Menteri Pendidikan Dasar dan Menengah (Mendikdasmen) Abdul Mu’ti menyampaikan hal itu usai bertemu dengan Presiden Prabowo Subianto di Istana Merdeka, Jakarta, Kamis, 11 Juni 2026.
Abdul Mu’ti mengatakan, berdasarkan arahan Presiden Prabowo, sekolah tersebut dirancang sebagai sekolah unggulan tanpa sistem asrama yang diharapkan mampu memperluas akses pendidikan berkualitas.
“Kami tadi menyampaikan kepada Bapak Presiden sesuai arahan beliau untuk penyelenggaraan sekolah nasional terintegrasi yang ini merupakan sekolah unggul yang tidak berasrama yang tahun ini direncanakan kita akan bangun 100 sekolah nasional terintegrasi,” kata Abdul Mu’ti.
Hingga kini, pemerintah telah menerima sejumlah usulan lokasi pembangunan sekolah nasional terintegrasi.
Dari usulan tersebut, sebanyak 36 lokasi telah melalui tahap seleksi awal untuk menentukan daerah yang dinilai siap menjalankan program tersebut.

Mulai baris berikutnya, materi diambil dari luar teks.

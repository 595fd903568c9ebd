use axum::{
    extract::{Path, State},
    Extension, Json,
};
use chrono::{DateTime, Utc};
use sea_orm::{ActiveModelTrait, ColumnTrait, EntityTrait, QueryFilter, QueryOrder, Set};
use serde::{Deserialize, Serialize};
use uuid::Uuid;

use crate::entities::booking::{self, BookingStatus};
use crate::entities::vehicle;
use crate::error::{AppError, AppResult};
use crate::utils::jwt::Claims;
use crate::AppState;

#[derive(Debug, Serialize)]
pub struct BookingResponse {
    pub id: Uuid,
    pub user_id: Uuid,
    pub vehicle_id: Uuid,
    pub start_date: DateTime<Utc>,
    pub end_date: DateTime<Utc>,
    pub status: BookingStatus,
    pub total_price: Option<f64>,
    pub created_at: DateTime<Utc>,
}

impl BookingResponse {
    pub fn from_model(b: booking::Model) -> Self {
        Self {
            id: b.id,
            user_id: b.user_id,
            vehicle_id: b.vehicle_id,
            start_date: b.start_date.with_timezone(&Utc),
            end_date: b.end_date.with_timezone(&Utc),
            status: b.status,
            total_price: b.total_price,
            created_at: b.created_at.with_timezone(&Utc),
        }
    }
}

#[derive(Debug, Deserialize)]
pub struct UpdateBookingStatusRequest {
    pub status: BookingStatus,
}

/// Bookings on vehicles created by the logged-in agent, newest first
pub async fn bookings_for_my_vehicles(
    State(state): State<AppState>,
    Extension(claims): Extension<Claims>,
) -> AppResult<Json<Vec<BookingResponse>>> {
    let vehicle_ids: Vec<Uuid> = vehicle::Entity::find()
        .filter(vehicle::Column::CreatedBy.eq(claims.sub))
        .all(&state.db)
        .await?
        .into_iter()
        .map(|v| v.id)
        .collect();

    let bookings = booking::Entity::find()
        .filter(booking::Column::VehicleId.is_in(vehicle_ids))
        .order_by_desc(booking::Column::CreatedAt)
        .all(&state.db)
        .await?;

    Ok(Json(
        bookings.into_iter().map(BookingResponse::from_model).collect(),
    ))
}

/// Set a booking's status as the agent owning its vehicle.
///
/// The write itself is unconditional: any status may be set from any other.
/// What is enforced is existence (before ownership) and that the acting
/// agent created the booked vehicle.
pub async fn update_booking_status(
    State(state): State<AppState>,
    Extension(claims): Extension<Claims>,
    Path(id): Path<Uuid>,
    Json(payload): Json<UpdateBookingStatusRequest>,
) -> AppResult<Json<BookingResponse>> {
    let booking = booking::Entity::find_by_id(id)
        .one(&state.db)
        .await?
        .ok_or_else(|| AppError::NotFound("Booking not found".to_string()))?;

    let vehicle = vehicle::Entity::find_by_id(booking.vehicle_id)
        .one(&state.db)
        .await?
        .ok_or_else(|| AppError::NotFound("Vehicle not found".to_string()))?;

    if vehicle.created_by != claims.sub {
        return Err(AppError::Forbidden("You do not own this vehicle".to_string()));
    }

    let mut active: booking::ActiveModel = booking.into();
    active.status = Set(payload.status);

    let updated = active.update(&state.db).await?;
    Ok(Json(BookingResponse::from_model(updated)))
}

“Dan sudah ada usulan-usulan sekolah yang masuk dari 36 yang sudah kami seleksi dan tahun ini nanti akan kami mulai insyaallah 5 itu kami buka di balai-balai yang dimiliki oleh Kementerian Pendidikan Dasar dan Menengah, kemudian ada satu yang di IKN dan kemudian 9 yang nanti kita bangun baru di daerah yang sudah diseleksi,” ujarnya.